AZIZ CHOUDRY AGAINST THE PRESSThe Press Council has not upheld a complaint against The Press newspaper by Aziz Choudry that his right to privacy had been infringed by the unauthorised publication of his home address.
The disclosure to which Mr Choudry objected occurred in an article published on 17 August entitled “The Bungled Break In at Betwin Avenue.” This was conceded by Mr Choudry to be on the whole, well-written. It described him as an intense and committed activist and outlined this activities and spokesman for a group called GATT Watchdog which used the APEC trade ministers’ meeting which began in Christchurch on 14 July, to protest and present their own viewpoint against the operations of the free market.
The article then dealt with a break-in and subsequent events that occurred while Mr Choudry was absent from his home at 6 Betwin Avenue on the evening of 14 July. It told how Dr Donald Small, a friend of Mr Choudry’s, had surprised intruders behind his house and had talked to one of them until a motor-car had driven up and enabled that intruder to escape. Subsequently, following the discovery of a hoax bomb, the police had searched the homes of Mr Choudry and Dr Small. This had led them, the article said, to see a connection between the two events and to believe that the Security Intelligence Service was involved. It said that Mr Choudry and Dr Small would be making further enquiries and observed “the break-in at 6 Betwin Avenue is far from dead yet.” The article thus twice referred to Mr Choudry’s precise address.

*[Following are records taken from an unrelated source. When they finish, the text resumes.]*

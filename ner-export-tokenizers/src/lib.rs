pub mod config;
pub mod encoding;
pub mod from_pretrained;
pub mod tokenizer;
pub mod tokenizers;

pub use config::TokenizerConfig;
pub use encoding::BatchEncoding;
pub use tokenizer::{AutoTokenizer, Padding, Tokenizer, TokenizerBuilder};
pub use tokenizers::bert::{BertTokenizer, BertTokenizerBuilder};
use std::{
    fs,
    path::{Path, PathBuf},
};

use candle_core::Device;
use ner_export::{Error, FromPretrainedParameters, Result};
use ner_export_models::{from_pretrained, PretrainedConfig, TracedModel, TRACED_MODEL_FILE};
use ner_export_tokenizers::{AutoTokenizer, Padding};

use crate::check::DEFAULT_CHECK_TEXT;
use crate::label_map::{LabelMap, LABEL_MAP_FILE};

pub const DEFAULT_MODEL_ID: &str = "dslim/bert-base-NER";
pub const DEFAULT_OUTPUT_DIR: &str = "exported_model";
pub const DEFAULT_MAX_LENGTH: usize = 128;

/// Options of an export.
#[derive(Debug, Clone)]
pub struct ExportOptions {
    /// The repository id of the model or a local directory.
    pub model_id: String,
    /// The directory the artifacts are written to. It's created if it doesn't exist.
    pub output_dir: PathBuf,
    /// The example sentence the model is traced with.
    pub text: String,
    /// Truncation length of the example sentence.
    pub max_length: usize,
    pub params: Option<FromPretrainedParameters>,
}

impl Default for ExportOptions {
    fn default() -> Self {
        Self {
            model_id: DEFAULT_MODEL_ID.to_string(),
            output_dir: PathBuf::from(DEFAULT_OUTPUT_DIR),
            text: DEFAULT_CHECK_TEXT.to_string(),
            max_length: DEFAULT_MAX_LENGTH,
            params: None,
        }
    }
}

/// What an export produced.
#[derive(Debug, Clone)]
pub struct ExportReport {
    pub output_dir: PathBuf,
    /// Every file written, in order.
    pub files: Vec<PathBuf>,
    pub num_labels: usize,
    /// The sequence length the traced model is specialized to.
    pub trace_seq_len: usize,
}

/// Exports a token classification model and its tokenizer into a directory that can be loaded
/// without access to the Hugging Face Hub.
pub struct Exporter {
    options: ExportOptions,
    device: Device,
}

impl Exporter {
    pub fn new(options: ExportOptions, device: &Device) -> Self {
        Self {
            options,
            device: device.clone(),
        }
    }

    pub fn get_options(&self) -> &ExportOptions {
        &self.options
    }

    /// Runs the export. Everything is loaded and traced before the output directory is created,
    /// so a model that can't be loaded leaves nothing behind.
    ///
    /// # Returns
    ///
    /// The `ExportReport` of the written artifacts.
    pub fn run(&self) -> Result<ExportReport> {
        let options = &self.options;

        tracing::info!("Loading tokenizer from '{}'", options.model_id);
        let mut tokenizer =
            AutoTokenizer::from_pretrained(&options.model_id, options.params.clone())?;

        tracing::info!("Loading model from '{}'", options.model_id);
        let model_info = from_pretrained(&options.model_id, options.params.clone())?;
        let config: PretrainedConfig =
            serde_json::from_value(model_info.require_config()?.clone())?;
        let label_map = LabelMap::from_config(&config)?;

        let encodings = tokenizer.encode(
            vec![options.text.clone()],
            true,
            Some(Padding::Longest),
            Some(options.max_length),
        )?;
        let traced = TracedModel::trace(
            &model_info,
            encodings.get_input_ids(),
            encodings.get_attention_mask(),
            &self.device,
        )?;
        let (_, _, num_outputs) = traced.get_reference_logits().dims3()?;
        if num_outputs != label_map.len() {
            return Err(Error::LabelMapParse(format!(
                "label map has {} labels but the model outputs {} classes",
                label_map.len(),
                num_outputs
            )));
        }
        tracing::info!(
            "Traced model with an example of {} tokens",
            traced.trace_seq_len()
        );

        let output_dir = options.output_dir.as_path();
        fs::create_dir_all(output_dir)?;

        let mut files = tokenizer.save_pretrained(output_dir)?;
        for file in &files {
            tracing::info!("Saved '{}'", file.display());
        }
        files.push(self.write(output_dir, LABEL_MAP_FILE, |path| label_map.write(path))?);
        files.push(self.write(output_dir, TRACED_MODEL_FILE, |path| traced.save(path))?);

        tracing::info!("Model exported successfully!");

        Ok(ExportReport {
            output_dir: output_dir.to_path_buf(),
            files,
            num_labels: label_map.len(),
            trace_seq_len: traced.trace_seq_len(),
        })
    }

    fn write<F>(&self, dir: &Path, file_name: &str, write: F) -> Result<PathBuf>
    where
        F: FnOnce(&Path) -> Result<()>,
    {
        let path = dir.join(file_name);
        write(&path)?;
        tracing::info!("Saved '{}'", path.display());
        Ok(path)
    }
}

#[cfg(test)]
mod tests {
    use super::{ExportOptions, Exporter};
    use crate::label_map::LabelMap;
    use crate::testing::{write_tiny_repo, LABELS};
    use candle_core::Device;
    use ner_export_models::TracedModel;

    fn options(repo: &std::path::Path, output_dir: &std::path::Path) -> ExportOptions {
        ExportOptions {
            model_id: repo.to_str().unwrap().to_string(),
            output_dir: output_dir.to_path_buf(),
            ..Default::default()
        }
    }

    #[test]
    fn test_export_writes_artifacts() {
        let repo = tempfile::tempdir().unwrap();
        write_tiny_repo(repo.path());
        let out = tempfile::tempdir().unwrap();
        let output_dir = out.path().join("exported_model");

        let report = Exporter::new(options(repo.path(), &output_dir), &Device::Cpu)
            .run()
            .unwrap();

        for file_name in [
            "vocab.txt",
            "tokenizer.json",
            "tokenizer_config.json",
            "special_tokens_map.json",
            "label_map.json",
            "traced_model.pt",
        ] {
            assert!(output_dir.join(file_name).is_file(), "missing {file_name}");
        }
        assert_eq!(report.files.len(), 6);
        assert_eq!(report.num_labels, LABELS.len());
        // [CLS] john works at micro ##soft in seattle [SEP]
        assert_eq!(report.trace_seq_len, 9);

        let label_map = LabelMap::read(&output_dir.join("label_map.json")).unwrap();
        assert_eq!(label_map.get(3), Some("B-ORG"));

        let traced =
            TracedModel::load(output_dir.join("traced_model.pt"), &Device::Cpu).unwrap();
        assert!(traced.verify(1e-4).is_ok());
    }

    #[test]
    fn test_export_is_idempotent() {
        let repo = tempfile::tempdir().unwrap();
        write_tiny_repo(repo.path());
        let out = tempfile::tempdir().unwrap();
        let exporter = Exporter::new(options(repo.path(), out.path()), &Device::Cpu);

        exporter.run().unwrap();
        let first = std::fs::read(out.path().join("label_map.json")).unwrap();
        exporter.run().unwrap();
        let second = std::fs::read(out.path().join("label_map.json")).unwrap();
        assert_eq!(first, second);
    }

    #[test]
    fn test_unresolvable_model_creates_no_output() {
        let repo = tempfile::tempdir().unwrap();
        let out = tempfile::tempdir().unwrap();
        let output_dir = out.path().join("exported_model");

        let result = Exporter::new(options(repo.path(), &output_dir), &Device::Cpu).run();
        assert!(result.is_err());
        assert!(!output_dir.exists());
    }
}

These references led him to complain to The Press on 17 August against publication of his address without his consent. He said that when he agreed to talk to a reporter about a possible feature article on the break-in at his house, it had never occurred to him that such an eventuality might arise. The unauthorised publication of his address, he said, breached his right to privacy and, potentially, his security. He said that he had a confidentially-listed telephone number and was not in the directory. He demanded an explanation and an apology for what he saw as a bizarre, unethical and stupid decision.
In a reply on 20 August, the editor of The Press said that he was sorry Mr Choudry had been offended by the publication of his address. But he suggested that it was bizarre that someone who frequently thrust himself into the public limelight should be claiming a breach of privacy. He said that The Press generally did not disclose a person’s full address unless it was relevant to the context of a story; in this case he believed it was relevant since the article centred on an incident at that address. He stressed that Mr Choudry had at no time requested that the reporter not divulge his address and had willingly posed for a photograph of his property with the mailbox and house number in full view. It was only the circumstance that the photograph had been published in black-and-white rather than in colour, as it might have been, that prevented the house number from being clearly visible.
The editor said it would not be difficult for anyone seeking Mr Choudry’s exact address to find it in the Christchurch Residential Roll. And he suggested that, while he did not doubt the worthiness of Mr Choudry’s frequent protests, they were hardly the actions of someone desperately seeking privacy.
In a rejoinder to the Council on 12 September, Mr Choudry described the editor’s response as “petulant and presumptuous,” rejected the contention that his activity as a public spokesman conflicted with his right to privacy, and suggested that The Press could easily have established whether or not he objected to publication of his address.
In the view of the Press Council, it was understandable that the break-in and suspicions of SIS involvement should have increased Mr Choudry’s sensitivity about infringement of his domestic privacy. It noted the steps he had taken, even before the events, to protect his telephone number and its listing. And it gave little weight to the editor’s argument that participation in public protest of itself, impaired the right to privacy.
On the other hand, the Press Council noted that the Residential Roll and other public sources of information on where people lived intruded in absolute privacy. And it felt that Mr Choudry’s complaint was weakened by the freedom he had apparently offered The Press to visit him at his home and to photograph him at the front of his house with the letterbox, the entrance, part of the building and a stretch of the roadway on display. He had not requested that his address not be mentioned. The photograph would have had little point if the article did not state where it was taken and the article itself would have lost significance had it done no more than establish that the incidents occurred somewhere in Christchurch.
The Press Council decided that, wittingly or not, Mr Choudry had compromised his privacy by giving The Press the liberties he did. It did not uphold the complaint.